Reproduce each line from the first in the data through the line that contains "serialized for persistence" exactly; give nothing else.
---
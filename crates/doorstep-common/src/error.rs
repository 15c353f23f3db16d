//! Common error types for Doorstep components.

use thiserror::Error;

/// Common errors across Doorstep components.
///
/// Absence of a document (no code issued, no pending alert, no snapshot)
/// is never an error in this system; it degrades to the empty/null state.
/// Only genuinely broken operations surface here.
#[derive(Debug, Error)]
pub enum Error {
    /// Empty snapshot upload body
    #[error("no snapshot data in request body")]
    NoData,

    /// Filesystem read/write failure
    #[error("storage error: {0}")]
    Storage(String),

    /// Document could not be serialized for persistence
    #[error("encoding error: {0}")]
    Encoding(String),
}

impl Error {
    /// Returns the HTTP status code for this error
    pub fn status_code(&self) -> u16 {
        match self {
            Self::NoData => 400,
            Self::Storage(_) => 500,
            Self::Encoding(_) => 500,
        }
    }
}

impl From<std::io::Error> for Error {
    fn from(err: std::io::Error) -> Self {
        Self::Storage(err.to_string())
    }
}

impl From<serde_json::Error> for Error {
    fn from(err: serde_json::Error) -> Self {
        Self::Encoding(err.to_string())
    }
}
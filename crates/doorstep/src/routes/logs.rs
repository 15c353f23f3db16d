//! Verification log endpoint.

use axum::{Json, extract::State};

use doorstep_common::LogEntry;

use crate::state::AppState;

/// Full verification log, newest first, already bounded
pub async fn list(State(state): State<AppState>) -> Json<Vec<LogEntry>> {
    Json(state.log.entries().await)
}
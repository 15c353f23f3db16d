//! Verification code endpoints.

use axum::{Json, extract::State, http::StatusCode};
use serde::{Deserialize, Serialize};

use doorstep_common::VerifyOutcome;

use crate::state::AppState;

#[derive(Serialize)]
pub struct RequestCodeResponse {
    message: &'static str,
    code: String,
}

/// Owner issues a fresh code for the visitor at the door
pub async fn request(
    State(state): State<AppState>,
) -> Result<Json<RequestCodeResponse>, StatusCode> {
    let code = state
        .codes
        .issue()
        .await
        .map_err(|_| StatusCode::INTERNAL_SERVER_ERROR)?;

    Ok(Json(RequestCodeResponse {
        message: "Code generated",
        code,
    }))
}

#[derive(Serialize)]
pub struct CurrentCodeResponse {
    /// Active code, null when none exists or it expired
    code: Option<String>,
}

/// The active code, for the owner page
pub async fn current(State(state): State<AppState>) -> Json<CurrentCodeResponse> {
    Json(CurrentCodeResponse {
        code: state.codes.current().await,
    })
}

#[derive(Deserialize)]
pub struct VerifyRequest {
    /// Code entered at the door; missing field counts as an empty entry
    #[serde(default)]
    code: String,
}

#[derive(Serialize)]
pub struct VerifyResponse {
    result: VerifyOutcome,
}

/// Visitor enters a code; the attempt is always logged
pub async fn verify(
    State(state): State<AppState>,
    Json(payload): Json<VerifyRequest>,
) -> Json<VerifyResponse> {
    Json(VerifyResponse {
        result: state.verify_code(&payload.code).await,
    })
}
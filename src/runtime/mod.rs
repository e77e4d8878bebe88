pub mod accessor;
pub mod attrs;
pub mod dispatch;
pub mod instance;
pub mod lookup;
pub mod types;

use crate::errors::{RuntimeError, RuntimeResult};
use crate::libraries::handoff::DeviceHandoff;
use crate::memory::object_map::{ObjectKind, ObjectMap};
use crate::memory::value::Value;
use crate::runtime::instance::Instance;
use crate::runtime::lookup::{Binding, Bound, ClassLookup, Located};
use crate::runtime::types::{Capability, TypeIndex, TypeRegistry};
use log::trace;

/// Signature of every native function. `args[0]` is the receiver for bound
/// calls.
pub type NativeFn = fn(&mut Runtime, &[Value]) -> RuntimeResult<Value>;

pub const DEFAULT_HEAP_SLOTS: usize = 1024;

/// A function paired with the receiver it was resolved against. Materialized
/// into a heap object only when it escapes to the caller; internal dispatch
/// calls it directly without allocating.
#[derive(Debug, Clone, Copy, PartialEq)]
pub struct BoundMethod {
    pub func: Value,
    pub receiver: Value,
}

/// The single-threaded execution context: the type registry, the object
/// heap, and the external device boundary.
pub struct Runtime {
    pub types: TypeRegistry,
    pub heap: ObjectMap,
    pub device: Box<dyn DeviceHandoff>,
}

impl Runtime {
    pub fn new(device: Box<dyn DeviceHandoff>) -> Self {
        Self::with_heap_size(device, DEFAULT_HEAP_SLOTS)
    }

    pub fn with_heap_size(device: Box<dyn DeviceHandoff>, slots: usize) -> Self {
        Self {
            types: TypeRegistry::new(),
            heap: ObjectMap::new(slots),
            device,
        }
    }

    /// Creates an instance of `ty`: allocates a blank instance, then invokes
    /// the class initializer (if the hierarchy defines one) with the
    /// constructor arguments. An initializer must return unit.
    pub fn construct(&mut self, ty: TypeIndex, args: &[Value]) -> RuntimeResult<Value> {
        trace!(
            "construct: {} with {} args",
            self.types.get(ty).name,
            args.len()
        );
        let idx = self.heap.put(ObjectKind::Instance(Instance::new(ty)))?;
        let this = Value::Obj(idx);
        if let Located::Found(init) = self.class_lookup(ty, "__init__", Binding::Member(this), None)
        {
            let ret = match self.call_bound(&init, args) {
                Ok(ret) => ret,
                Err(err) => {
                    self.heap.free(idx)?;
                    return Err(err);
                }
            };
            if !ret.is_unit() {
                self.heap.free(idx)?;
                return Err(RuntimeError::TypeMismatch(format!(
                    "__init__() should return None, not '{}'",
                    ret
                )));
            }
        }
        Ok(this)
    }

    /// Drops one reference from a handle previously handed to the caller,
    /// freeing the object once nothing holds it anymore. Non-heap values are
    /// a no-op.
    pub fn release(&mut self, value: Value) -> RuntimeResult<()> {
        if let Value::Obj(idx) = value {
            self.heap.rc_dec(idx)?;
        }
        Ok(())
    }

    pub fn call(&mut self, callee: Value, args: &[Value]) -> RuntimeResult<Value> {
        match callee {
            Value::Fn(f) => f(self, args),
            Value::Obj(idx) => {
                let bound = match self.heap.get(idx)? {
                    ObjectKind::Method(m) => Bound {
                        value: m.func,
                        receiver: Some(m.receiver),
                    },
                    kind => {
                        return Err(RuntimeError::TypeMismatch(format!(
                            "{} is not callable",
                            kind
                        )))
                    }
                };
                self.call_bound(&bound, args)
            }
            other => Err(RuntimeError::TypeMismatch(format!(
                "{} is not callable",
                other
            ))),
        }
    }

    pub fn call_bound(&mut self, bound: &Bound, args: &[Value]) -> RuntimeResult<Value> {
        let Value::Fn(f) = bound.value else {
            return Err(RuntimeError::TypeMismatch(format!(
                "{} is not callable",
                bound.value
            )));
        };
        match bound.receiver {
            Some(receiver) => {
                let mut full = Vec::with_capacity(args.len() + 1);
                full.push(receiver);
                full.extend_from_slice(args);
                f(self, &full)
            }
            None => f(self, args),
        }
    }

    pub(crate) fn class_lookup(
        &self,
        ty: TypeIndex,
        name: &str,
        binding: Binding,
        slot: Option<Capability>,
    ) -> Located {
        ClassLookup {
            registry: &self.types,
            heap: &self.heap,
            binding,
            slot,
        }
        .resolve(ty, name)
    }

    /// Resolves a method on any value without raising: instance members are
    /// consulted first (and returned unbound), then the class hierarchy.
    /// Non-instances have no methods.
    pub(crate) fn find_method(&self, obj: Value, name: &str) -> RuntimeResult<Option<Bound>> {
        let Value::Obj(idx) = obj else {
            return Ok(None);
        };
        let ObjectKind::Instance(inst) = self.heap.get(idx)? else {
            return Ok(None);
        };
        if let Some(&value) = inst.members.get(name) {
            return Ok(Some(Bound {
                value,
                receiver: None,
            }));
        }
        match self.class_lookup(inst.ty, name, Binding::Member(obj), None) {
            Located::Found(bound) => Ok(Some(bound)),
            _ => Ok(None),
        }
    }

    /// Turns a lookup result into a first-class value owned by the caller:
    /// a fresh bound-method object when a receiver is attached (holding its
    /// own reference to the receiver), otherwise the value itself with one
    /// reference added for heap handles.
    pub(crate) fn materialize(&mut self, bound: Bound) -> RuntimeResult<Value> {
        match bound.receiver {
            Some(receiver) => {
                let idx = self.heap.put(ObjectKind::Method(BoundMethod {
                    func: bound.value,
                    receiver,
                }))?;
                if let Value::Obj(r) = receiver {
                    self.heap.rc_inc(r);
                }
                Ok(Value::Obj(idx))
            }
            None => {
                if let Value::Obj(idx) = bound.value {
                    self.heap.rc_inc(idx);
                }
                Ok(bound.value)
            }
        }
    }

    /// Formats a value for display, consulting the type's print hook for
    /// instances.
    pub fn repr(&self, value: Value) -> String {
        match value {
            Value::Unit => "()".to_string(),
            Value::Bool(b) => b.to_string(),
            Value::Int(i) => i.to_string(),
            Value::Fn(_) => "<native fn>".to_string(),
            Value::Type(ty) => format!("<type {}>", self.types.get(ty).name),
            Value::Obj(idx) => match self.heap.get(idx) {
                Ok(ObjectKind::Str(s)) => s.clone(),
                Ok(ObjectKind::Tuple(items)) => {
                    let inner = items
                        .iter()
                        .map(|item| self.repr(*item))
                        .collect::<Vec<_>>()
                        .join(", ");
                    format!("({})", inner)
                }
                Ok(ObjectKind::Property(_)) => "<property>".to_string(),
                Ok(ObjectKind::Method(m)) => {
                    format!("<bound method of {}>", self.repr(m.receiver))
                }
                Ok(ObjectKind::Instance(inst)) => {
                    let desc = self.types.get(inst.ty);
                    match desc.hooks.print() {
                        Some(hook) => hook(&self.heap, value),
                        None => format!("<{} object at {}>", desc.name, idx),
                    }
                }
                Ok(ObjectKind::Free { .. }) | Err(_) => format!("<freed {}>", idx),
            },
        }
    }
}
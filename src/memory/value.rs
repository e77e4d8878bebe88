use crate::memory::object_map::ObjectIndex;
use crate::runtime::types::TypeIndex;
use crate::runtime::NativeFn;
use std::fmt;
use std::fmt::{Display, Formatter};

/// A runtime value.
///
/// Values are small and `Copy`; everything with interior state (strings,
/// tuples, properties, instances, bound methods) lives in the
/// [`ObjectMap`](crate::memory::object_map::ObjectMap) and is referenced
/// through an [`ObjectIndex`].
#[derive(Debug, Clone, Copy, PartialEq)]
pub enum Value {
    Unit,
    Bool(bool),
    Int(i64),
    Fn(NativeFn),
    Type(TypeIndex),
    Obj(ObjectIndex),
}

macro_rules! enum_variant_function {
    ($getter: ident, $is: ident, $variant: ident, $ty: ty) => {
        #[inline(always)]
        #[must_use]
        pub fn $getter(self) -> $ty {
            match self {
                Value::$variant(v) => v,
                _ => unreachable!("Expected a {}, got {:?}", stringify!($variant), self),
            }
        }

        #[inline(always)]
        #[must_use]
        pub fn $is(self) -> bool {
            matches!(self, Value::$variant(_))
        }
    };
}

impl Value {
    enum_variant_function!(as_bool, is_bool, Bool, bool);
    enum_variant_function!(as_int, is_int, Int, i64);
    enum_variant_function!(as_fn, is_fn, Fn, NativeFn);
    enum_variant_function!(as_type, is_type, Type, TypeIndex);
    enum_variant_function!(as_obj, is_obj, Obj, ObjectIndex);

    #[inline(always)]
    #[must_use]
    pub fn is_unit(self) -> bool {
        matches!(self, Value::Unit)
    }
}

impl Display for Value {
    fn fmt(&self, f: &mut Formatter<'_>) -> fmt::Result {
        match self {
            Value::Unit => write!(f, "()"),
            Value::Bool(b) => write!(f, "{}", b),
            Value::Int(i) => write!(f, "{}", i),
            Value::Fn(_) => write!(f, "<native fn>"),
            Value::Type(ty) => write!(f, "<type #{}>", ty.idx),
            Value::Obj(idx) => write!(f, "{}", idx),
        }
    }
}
---
■ **Output of the exercise**
filename crates/doorstep-common/src/error.rs
repository 15c353f23f3db16d
//! Common error types for Doorstep components.

use thiserror::Error;

/// Common errors across Doorstep components.
///
/// Absence of a document (no code issued, no pending alert, no snapshot)
/// is never an error in this system; it degrades to the empty/null state.
/// Only genuinely broken operations surface here.
#[derive(Debug, Error)]
pub enum Error {
    /// Empty snapshot upload body
    #[error("no snapshot data in request body")]
    NoData,

    /// Filesystem read/write failure
    #[error("storage error: {0}")]
    Storage(String),

    /// Document could not be serialized for persistence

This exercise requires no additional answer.